Two sentences revive the debate on machismo in justice | Society

We can protest against gender violence in the Congress of Deputies this past November 22. In video, controversial for two sentences on gender violence decreased by the courts.

Two new sentences that bring back memories of the case of La Manada have outraged the public in recent days. One is from the Hearing of Lleida, which condemns to four years and six months, for abuse and not for sexual assault, two men who raped a young woman in Vielha in August 2017, because he did not scream or offer physical resistance, although he said "repeatedly and crying 'not' and 'please, for' clinging tightly to the bars' of a window. The magistrates understand that there was no violence and intimidation to consider it a violation, as dictated by law.

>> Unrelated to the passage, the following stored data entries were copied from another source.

//! Game studio profile. Standalone; not a step of either track.

use std::time::Duration;

use serde::{Deserialize, Serialize};

use super::OnboardingForm;
use super::validation::{require, require_email};
use crate::error::ValidationError;
use crate::store::keys;

pub const TARGET_MARKETS: [&str; 7] = [
    "Europe",
    "North America",
    "Asia Pacific",
    "Latin America",
    "Africa",
    "Middle East",
    "Australia/Oceania",
];

pub const GAME_TYPES: [&str; 9] = [
    "Slot Games",
    "Table Games",
    "Live Casino",
    "Sports Betting",
    "Poker",
    "Bingo",
    "Lottery",
    "Virtual Sports",
    "Skill Games",
];

pub const COMPLIANCE_STANDARDS: [&str; 9] = [
    "MGA (Malta)",
    "UKGC (UK)",
    "Curacao eGaming",
    "Gibraltar",
    "ISO 27001",
    "eCOGRA",
    "iTech Labs",
    "GLI",
    "Other",
];

#[derive(Debug, Clone, Copy, PartialEq, Eq, Serialize, Deserialize)]
pub enum CompanySize {
    #[serde(rename = "1-10")]
    Micro,
    #[serde(rename = "11-50")]
    Small,
    #[serde(rename = "51-200")]
    Medium,
    #[serde(rename = "201-500")]
    Large,
    #[serde(rename = "500+")]
    Enterprise,
}

#[derive(Debug, Clone, Copy, PartialEq, Eq, Serialize, Deserialize)]
#[serde(rename_all = "lowercase")]
pub enum BusinessType {
    Operator,
    Developer,
    Provider,
    Platform,
    Aggregator,
}

#[derive(Debug, Clone, Default, PartialEq, Eq, Serialize, Deserialize)]
#[serde(default)]
pub struct GameStudioForm {
    pub studio_name: String,
    pub website: String,
    pub founded_year: String,
    pub company_size: Option<CompanySize>,
    pub business_type: Option<BusinessType>,
    pub primary_contact: String,
    pub contact_email: String,
    pub target_markets: Vec<String>,
    pub game_types: Vec<String>,
    pub monthly_volume: String,
    pub compliance_requirements: Vec<String>,
    pub current_certifications: String,
    pub project_timeline: String,
    pub technical_requirements: String,
    pub additional_info: String,
}

impl GameStudioForm {
    /// Toggle a checkbox value in one of the multi-select lists.
    pub fn toggle(list: &mut Vec<String>, value: &str) {
        if let Some(pos) = list.iter().position(|v| v == value) {
            list.remove(pos);
        } else {
            list.push(value.to_string());
        }
    }
}

fn check_options(
    selected: &[String],
    allowed: &[&str],
    what: &'static str,
) -> Result<(), ValidationError> {
    match selected.iter().find(|s| !allowed.contains(&s.as_str())) {
        Some(unknown) => Err(ValidationError::UnknownOption {
            what,
            value: unknown.clone(),
        }),
        None => Ok(()),
    }
}

impl OnboardingForm for GameStudioForm {
    const KEY: &'static str = keys::GAME_STUDIO;
    const LATENCY: Duration = Duration::from_millis(2000);

    fn validate(&self) -> Result<(), ValidationError> {
        require(&self.studio_name, "Studio name")?;
        require_email(&self.contact_email, "contact email")?;
        if self.target_markets.is_empty() {
            return Err(ValidationError::EmptySelection {
                what: "target market",
            });
        }
        if self.game_types.is_empty() {
            return Err(ValidationError::EmptySelection { what: "game type" });
        }
        check_options(&self.target_markets, &TARGET_MARKETS, "target market")?;
        check_options(&self.game_types, &GAME_TYPES, "game type")?;
        check_options(
            &self.compliance_requirements,
            &COMPLIANCE_STANDARDS,
            "compliance standard",
        )
    }
}
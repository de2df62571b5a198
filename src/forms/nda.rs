//! Mutual NDA: entity details and document review.

use std::time::Duration;

use serde::{Deserialize, Serialize};

use super::OnboardingForm;
use super::validation::is_blank;
use crate::error::ValidationError;
use crate::store::keys;

#[derive(Debug, Clone, Default, PartialEq, Eq, Serialize, Deserialize)]
#[serde(default)]
pub struct MutualNdaForm {
    pub entity_name: String,
    pub registration_number: String,
    pub registration_country: String,
    pub registered_address: String,
    pub signatory_name: String,
    pub signatory_title: String,
    pub signatory_email: String,
    /// Set once the NDA document has been downloaded.
    pub nda_reviewed: bool,
    pub nda_accepted: bool,
}

impl MutualNdaForm {
    /// Record that the NDA was downloaded for review.
    pub fn download_nda(&mut self) {
        self.nda_reviewed = true;
    }

    fn required_fields(&self) -> [&str; 7] {
        [
            self.entity_name.as_str(),
            self.registration_number.as_str(),
            self.registration_country.as_str(),
            self.registered_address.as_str(),
            self.signatory_name.as_str(),
            self.signatory_title.as_str(),
            self.signatory_email.as_str(),
        ]
    }
}

impl OnboardingForm for MutualNdaForm {
    const KEY: &'static str = keys::MUTUAL_NDA;
    const LATENCY: Duration = Duration::from_millis(1500);

    fn validate(&self) -> Result<(), ValidationError> {
        if self.required_fields().iter().any(|f| is_blank(f)) {
            return Err(ValidationError::MissingInformation);
        }
        if !self.nda_reviewed {
            return Err(ValidationError::NdaNotReviewed);
        }
        Ok(())
    }
}
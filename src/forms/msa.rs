//! Master Service Agreement and draft pricing schedule.

use std::time::Duration;

use serde::{Deserialize, Serialize};

use super::OnboardingForm;
use crate::error::ValidationError;
use crate::store::keys;

/// Rows of the pricing schedule.
pub const SERVICE_TYPES: [&str; 4] = ["New Game", "TOA", "Clone", "Recertification"];

/// Columns of the pricing schedule.
pub const MARKET_COLUMNS: [&str; 4] = ["Base Market", "TOA 1", "TOA 2", "TOA 3"];

/// Placeholder shown in every cell until pricing questions are processed.
pub const UNPRICED: &str = "-";

/// One row of the pricing schedule.
#[derive(Debug, Clone, PartialEq, Eq, Serialize)]
pub struct PricingRow {
    pub service: &'static str,
    pub prices: Vec<&'static str>,
}

/// The draft schedule: every service type against every market, unpriced.
pub fn pricing_schedule() -> Vec<PricingRow> {
    SERVICE_TYPES
        .into_iter()
        .map(|service| PricingRow {
            service,
            prices: vec![UNPRICED; MARKET_COLUMNS.len()],
        })
        .collect()
}

#[derive(Debug, Clone, Default, PartialEq, Eq, Serialize, Deserialize)]
#[serde(default)]
pub struct MasterServiceAgreementForm {
    pub msa_reviewed: bool,
    pub msa_accepted: bool,
    pub pricing_accepted: bool,
}

impl MasterServiceAgreementForm {
    pub fn download_msa(&mut self) {
        self.msa_reviewed = true;
    }

    /// The acceptance checkbox only exists once the MSA has been downloaded.
    pub fn accept_msa(&mut self, accepted: bool) -> Result<(), ValidationError> {
        if !self.msa_reviewed {
            return Err(ValidationError::MsaNotDownloaded);
        }
        self.msa_accepted = accepted;
        Ok(())
    }

    pub fn accept_pricing(&mut self, accepted: bool) {
        self.pricing_accepted = accepted;
    }
}

impl OnboardingForm for MasterServiceAgreementForm {
    const KEY: &'static str = keys::MASTER_SERVICE_AGREEMENT;
    const LATENCY: Duration = Duration::from_millis(1500);

    fn validate(&self) -> Result<(), ValidationError> {
        if self.msa_reviewed && self.msa_accepted && self.pricing_accepted {
            Ok(())
        } else {
            Err(ValidationError::AgreementsNotAccepted)
        }
    }
}
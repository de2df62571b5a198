//! Onboarding flow: the two tracks, the selector between them and the
//! per-track step state machine.
//!
//! Legal & Commercial must be finished before Lab Onboarding unlocks. Each
//! track is a fixed list of steps moving `pending -> in-progress ->
//! completed`; the manager owns the session and routes submissions.

pub mod manager;
pub mod selector;
pub mod step;
pub mod track;
pub mod tracker;

pub use manager::{OnboardingManager, SubmitOutcome, View};
pub use selector::{SectionSelector, TrackCard};
pub use step::{OnboardingStep, StatusTone, StepId, StepStatus};
pub use track::Track;
pub use tracker::{Completion, Progress, Selection, StepTracker, TrackView};
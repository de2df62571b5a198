use std::sync::Arc;

use anyhow::Context;

use client_onboard::cli::Cli;
use client_onboard::config::OnboardConfig;
use client_onboard::onboarding::OnboardingManager;
use client_onboard::store::{KeyValueStore, LibSqlStore};

#[tokio::main]
async fn main() -> anyhow::Result<()> {
    // Initialize tracing
    tracing_subscriber::fmt()
        .with_env_filter(
            tracing_subscriber::EnvFilter::try_from_default_env()
                .unwrap_or_else(|_| tracing_subscriber::EnvFilter::new("info")),
        )
        .with_target(false)
        .with_writer(std::io::stderr)
        .init();

    let config = OnboardConfig::from_env().context("Failed to load configuration")?;

    eprintln!("RiskCherry Client Onboarding v{}", env!("CARGO_PKG_VERSION"));
    eprintln!("   Database: {}", config.db_path.display());
    if !config.simulate_latency {
        eprintln!("   Simulated latency: off");
    }
    eprintln!("   Type 'help' for commands, 'quit' to exit.\n");

    // ── Store ────────────────────────────────────────────────────────────
    let store: Arc<dyn KeyValueStore> = Arc::new(
        LibSqlStore::new_local(&config.db_path)
            .await
            .with_context(|| format!("Failed to open database at {}", config.db_path.display()))?,
    );

    // ── Session ──────────────────────────────────────────────────────────
    let manager = Arc::new(OnboardingManager::local(config, store));
    manager
        .restore()
        .await
        .context("Failed to restore onboarding progress")?;

    Cli::new(manager).run().await?;

    tracing::info!("Goodbye");
    Ok(())
}
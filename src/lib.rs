//! Client Onboard: RiskCherry client onboarding wizard.

pub mod cli;
pub mod config;
pub mod error;
pub mod forms;
pub mod gate;
pub mod onboarding;
pub mod render;
pub mod store;
pub mod submit;

pub use error::{Error, Result};
//! Error types for the onboarding wizard.

use crate::onboarding::step::{StepId, StepStatus};
use crate::onboarding::track::Track;

/// Top-level error type.
#[derive(Debug, thiserror::Error)]
pub enum Error {
    #[error("Configuration error: {0}")]
    Config(#[from] ConfigError),

    #[error("Store error: {0}")]
    Store(#[from] StoreError),

    #[error("Access error: {0}")]
    Gate(#[from] GateError),

    #[error("Navigation error: {0}")]
    Navigation(#[from] NavigationError),

    #[error("{}: {}", .0.title(), .0)]
    Validation(#[from] ValidationError),

    #[error("Submission error: {0}")]
    Submit(#[from] SubmitError),

    #[error("{0}")]
    Command(#[from] CommandError),
}

/// Configuration-related errors.
#[derive(Debug, thiserror::Error)]
pub enum ConfigError {
    #[error("Invalid configuration value for {key}: {message}")]
    InvalidValue { key: String, message: String },
}

/// Key-value store errors.
#[derive(Debug, thiserror::Error)]
pub enum StoreError {
    #[error("Connection error: {0}")]
    Connection(String),

    #[error("Query failed: {0}")]
    Query(String),

    #[error("Migration failed: {0}")]
    Migration(String),

    #[error("Serialization error: {0}")]
    Serialization(String),
}

impl From<serde_json::Error> for StoreError {
    fn from(e: serde_json::Error) -> Self {
        Self::Serialization(e.to_string())
    }
}

/// Message shown when the access code does not match.
pub const INVALID_TOKEN_MESSAGE: &str =
    "Invalid access token. Please check with your RiskCherry representative.";

/// Access gate errors.
#[derive(Debug, thiserror::Error)]
pub enum GateError {
    #[error("An access token is required")]
    EmptyToken,

    #[error("Invalid access token. Please check with your RiskCherry representative.")]
    InvalidToken,

    #[error("Not authenticated: enter your access token first")]
    NotAuthenticated,

    #[error(transparent)]
    Store(#[from] StoreError),
}

/// Errors raised by the section selector and step tracker.
#[derive(Debug, thiserror::Error)]
pub enum NavigationError {
    #[error("{track} is locked. Complete Legal & Commercial Onboarding first")]
    TrackLocked { track: Track },

    #[error("No onboarding track is open")]
    NoActiveTrack,

    #[error("Step {step} is not part of {track}")]
    StepNotInTrack { step: StepId, track: Track },

    #[error("No step is open")]
    NoOpenStep,

    #[error("Submission is for step {got}, but step {expected} is open")]
    StepMismatch { expected: StepId, got: StepId },

    #[error("Step {step} cannot move from {from} to {to}")]
    InvalidTransition {
        step: StepId,
        from: StepStatus,
        to: StepStatus,
    },

    #[error("A submission is already in progress")]
    SubmissionInFlight,
}

/// Form validation failures, surfaced to the user as a transient notification.
#[derive(Debug, Clone, PartialEq, Eq, thiserror::Error)]
pub enum ValidationError {
    #[error("{field} is required")]
    Required { field: &'static str },

    #[error("Please enter a valid {field}")]
    InvalidEmail { field: &'static str },

    #[error("At least one IP address is required")]
    NoIpAddresses,

    #[error("Invalid IP address format: {0}")]
    InvalidIp(String),

    #[error("At most {max} IP addresses can be configured")]
    TooManyIps { max: usize },

    #[error("Please select at least one {what}")]
    EmptySelection { what: &'static str },

    #[error("{value} is not a recognised {what}")]
    UnknownOption { what: &'static str, value: String },

    #[error("Please fill in all required fields.")]
    MissingInformation,

    #[error("Please download and review the Mutual NDA to continue.")]
    NdaNotReviewed,

    #[error("Please review and accept all agreements to continue.")]
    AgreementsNotAccepted,

    #[error("The Master Service Agreement must be downloaded before it can be accepted")]
    MsaNotDownloaded,

    #[error("{remaining} required document(s) still need to be downloaded")]
    RequiredDocumentsMissing { remaining: usize },

    #[error("Unknown document: {0}")]
    UnknownDocument(String),

    #[error("Please select both a date and time for your demo call")]
    BookingIncomplete,

    #[error("{0} is not available: choose a weekday from today onwards")]
    UnavailableDate(chrono::NaiveDate),

    #[error("{0} is not an available time slot")]
    UnavailableSlot(String),
}

impl ValidationError {
    /// Notification title paired with the message.
    pub fn title(&self) -> &'static str {
        match self {
            Self::MissingInformation => "Missing Information",
            Self::NdaNotReviewed => "NDA Requirements",
            Self::AgreementsNotAccepted | Self::MsaNotDownloaded => "Agreement Required",
            _ => "Validation Error",
        }
    }
}

/// Errors from the submit port.
#[derive(Debug, thiserror::Error)]
pub enum SubmitError {
    #[error("Submission of {key} was rejected: {reason}")]
    Rejected { key: String, reason: String },

    #[error(transparent)]
    Store(#[from] StoreError),
}

/// Terminal command errors.
#[derive(Debug, Clone, PartialEq, Eq, thiserror::Error)]
pub enum CommandError {
    #[error("Unknown command: {0}. Type 'help' for the list of commands")]
    Unknown(String),

    #[error("{command} needs {what}")]
    MissingArgument {
        command: &'static str,
        what: &'static str,
    },

    #[error("Invalid {what}: {value}")]
    InvalidArgument { what: &'static str, value: String },

    #[error("Could not read form body: {0}")]
    InvalidBody(String),

    #[error("Documents can only be downloaded while the documents step is open")]
    DocumentsNotOpen,
}

/// Result type alias for the crate.
pub type Result<T> = std::result::Result<T, Error>;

The second one, from the Audiencia de Pamplona, ​​the same room that sentenced La Manada, sentenced to 10 months and 15 days for "occasional mistreatment" to a man who stabbed his wife and tried to suffocate her in front of her children, 3 and 6 years old. One of them, at least once, shouted: "Leave it, do not kill it!". The man released his neck when he saw that he was drowning. The judges consider that the accused ceased to strangle her voluntarily, so that the crime of attempted murder did not proceed.

The consent of the victim seems to be the key in this matter. To not consent, do you need to kick yourself up, risk aggression or lose your life? Should you leave the Penal Code to differentiate between abuse and aggression to deal with this last form any attack on sexual freedom? Why do not judges see intimidation?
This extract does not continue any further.